WHAT YOU HAVE TO DO: Return all lines of the listing below that carry the word "compared".

------------

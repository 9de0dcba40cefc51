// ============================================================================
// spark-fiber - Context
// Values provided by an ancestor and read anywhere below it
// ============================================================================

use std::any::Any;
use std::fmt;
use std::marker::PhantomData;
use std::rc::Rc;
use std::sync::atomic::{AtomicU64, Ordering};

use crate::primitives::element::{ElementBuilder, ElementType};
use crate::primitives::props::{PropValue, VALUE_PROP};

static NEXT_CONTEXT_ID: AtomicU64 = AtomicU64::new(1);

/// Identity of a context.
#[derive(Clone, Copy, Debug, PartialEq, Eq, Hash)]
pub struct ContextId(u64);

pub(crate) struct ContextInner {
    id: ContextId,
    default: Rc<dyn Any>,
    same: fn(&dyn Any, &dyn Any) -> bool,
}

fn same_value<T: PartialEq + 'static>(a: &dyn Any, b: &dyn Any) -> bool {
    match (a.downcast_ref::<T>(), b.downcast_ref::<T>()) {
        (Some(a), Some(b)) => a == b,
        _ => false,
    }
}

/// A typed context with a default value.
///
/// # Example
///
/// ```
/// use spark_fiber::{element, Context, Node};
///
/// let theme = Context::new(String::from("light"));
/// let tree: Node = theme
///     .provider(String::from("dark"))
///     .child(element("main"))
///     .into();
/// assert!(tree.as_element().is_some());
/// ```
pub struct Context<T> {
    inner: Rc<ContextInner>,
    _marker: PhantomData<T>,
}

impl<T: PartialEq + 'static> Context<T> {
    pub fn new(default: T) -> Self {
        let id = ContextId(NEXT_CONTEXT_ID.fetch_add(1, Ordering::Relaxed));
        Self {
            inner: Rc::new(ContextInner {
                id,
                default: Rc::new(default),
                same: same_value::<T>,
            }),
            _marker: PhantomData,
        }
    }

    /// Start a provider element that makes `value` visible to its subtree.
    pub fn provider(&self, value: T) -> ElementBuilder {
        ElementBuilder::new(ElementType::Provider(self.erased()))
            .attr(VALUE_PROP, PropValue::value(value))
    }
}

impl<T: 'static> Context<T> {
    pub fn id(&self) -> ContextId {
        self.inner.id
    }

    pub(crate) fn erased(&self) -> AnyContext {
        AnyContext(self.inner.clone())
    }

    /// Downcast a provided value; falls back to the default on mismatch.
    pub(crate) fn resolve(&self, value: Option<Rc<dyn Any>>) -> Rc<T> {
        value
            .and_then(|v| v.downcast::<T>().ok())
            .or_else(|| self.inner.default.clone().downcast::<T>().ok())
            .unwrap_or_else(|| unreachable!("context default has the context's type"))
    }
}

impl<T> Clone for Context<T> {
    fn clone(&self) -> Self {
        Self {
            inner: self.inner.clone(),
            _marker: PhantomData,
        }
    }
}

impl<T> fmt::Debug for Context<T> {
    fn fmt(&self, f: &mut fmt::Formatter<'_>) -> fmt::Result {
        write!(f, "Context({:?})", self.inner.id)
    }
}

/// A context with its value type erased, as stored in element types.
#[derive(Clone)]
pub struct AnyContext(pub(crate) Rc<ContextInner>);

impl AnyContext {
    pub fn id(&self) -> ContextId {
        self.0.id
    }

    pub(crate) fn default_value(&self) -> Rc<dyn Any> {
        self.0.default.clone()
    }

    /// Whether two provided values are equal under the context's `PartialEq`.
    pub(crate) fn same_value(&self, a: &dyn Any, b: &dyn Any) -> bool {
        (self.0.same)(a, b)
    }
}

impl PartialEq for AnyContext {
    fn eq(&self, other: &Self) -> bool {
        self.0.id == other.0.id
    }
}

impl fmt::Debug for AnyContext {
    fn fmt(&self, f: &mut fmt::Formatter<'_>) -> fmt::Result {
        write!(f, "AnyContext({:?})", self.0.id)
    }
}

------------

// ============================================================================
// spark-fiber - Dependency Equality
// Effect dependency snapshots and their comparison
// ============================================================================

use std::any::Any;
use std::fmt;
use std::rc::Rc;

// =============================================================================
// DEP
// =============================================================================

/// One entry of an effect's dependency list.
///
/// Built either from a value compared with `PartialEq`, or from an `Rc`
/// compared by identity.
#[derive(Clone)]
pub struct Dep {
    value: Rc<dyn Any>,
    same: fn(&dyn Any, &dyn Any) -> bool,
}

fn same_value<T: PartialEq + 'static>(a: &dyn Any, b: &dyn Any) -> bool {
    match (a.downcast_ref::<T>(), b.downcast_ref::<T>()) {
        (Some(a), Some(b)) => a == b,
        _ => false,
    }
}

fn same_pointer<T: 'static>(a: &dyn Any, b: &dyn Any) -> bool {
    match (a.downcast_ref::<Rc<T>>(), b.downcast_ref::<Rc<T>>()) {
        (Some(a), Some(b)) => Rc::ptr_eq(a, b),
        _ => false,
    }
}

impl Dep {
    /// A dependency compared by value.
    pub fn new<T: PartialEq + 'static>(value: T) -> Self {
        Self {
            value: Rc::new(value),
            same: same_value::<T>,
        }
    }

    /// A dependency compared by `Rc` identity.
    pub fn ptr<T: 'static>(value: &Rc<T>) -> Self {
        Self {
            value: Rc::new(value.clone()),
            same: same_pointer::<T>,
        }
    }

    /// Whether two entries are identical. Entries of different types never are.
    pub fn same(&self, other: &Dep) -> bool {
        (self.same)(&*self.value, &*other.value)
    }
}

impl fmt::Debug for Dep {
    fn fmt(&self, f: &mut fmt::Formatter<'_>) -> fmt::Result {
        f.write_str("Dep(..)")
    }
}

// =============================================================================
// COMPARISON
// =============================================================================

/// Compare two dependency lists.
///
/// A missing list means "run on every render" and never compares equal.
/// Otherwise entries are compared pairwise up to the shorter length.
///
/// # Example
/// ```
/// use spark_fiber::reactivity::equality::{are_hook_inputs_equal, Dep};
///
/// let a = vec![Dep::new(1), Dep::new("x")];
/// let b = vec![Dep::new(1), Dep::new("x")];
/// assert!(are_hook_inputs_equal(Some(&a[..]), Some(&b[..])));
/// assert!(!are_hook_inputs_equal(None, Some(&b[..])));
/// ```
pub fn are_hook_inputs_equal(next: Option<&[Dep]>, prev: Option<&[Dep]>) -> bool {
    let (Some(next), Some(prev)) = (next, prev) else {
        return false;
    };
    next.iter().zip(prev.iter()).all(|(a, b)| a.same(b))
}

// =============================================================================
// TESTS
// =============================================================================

------------

RESPONSE:
/// Built either from a value compared with `PartialEq`, or from an `Rc`
/// compared by identity.
    /// A dependency compared by value.
    /// A dependency compared by `Rc` identity.
/// Otherwise entries are compared pairwise up to the shorter length.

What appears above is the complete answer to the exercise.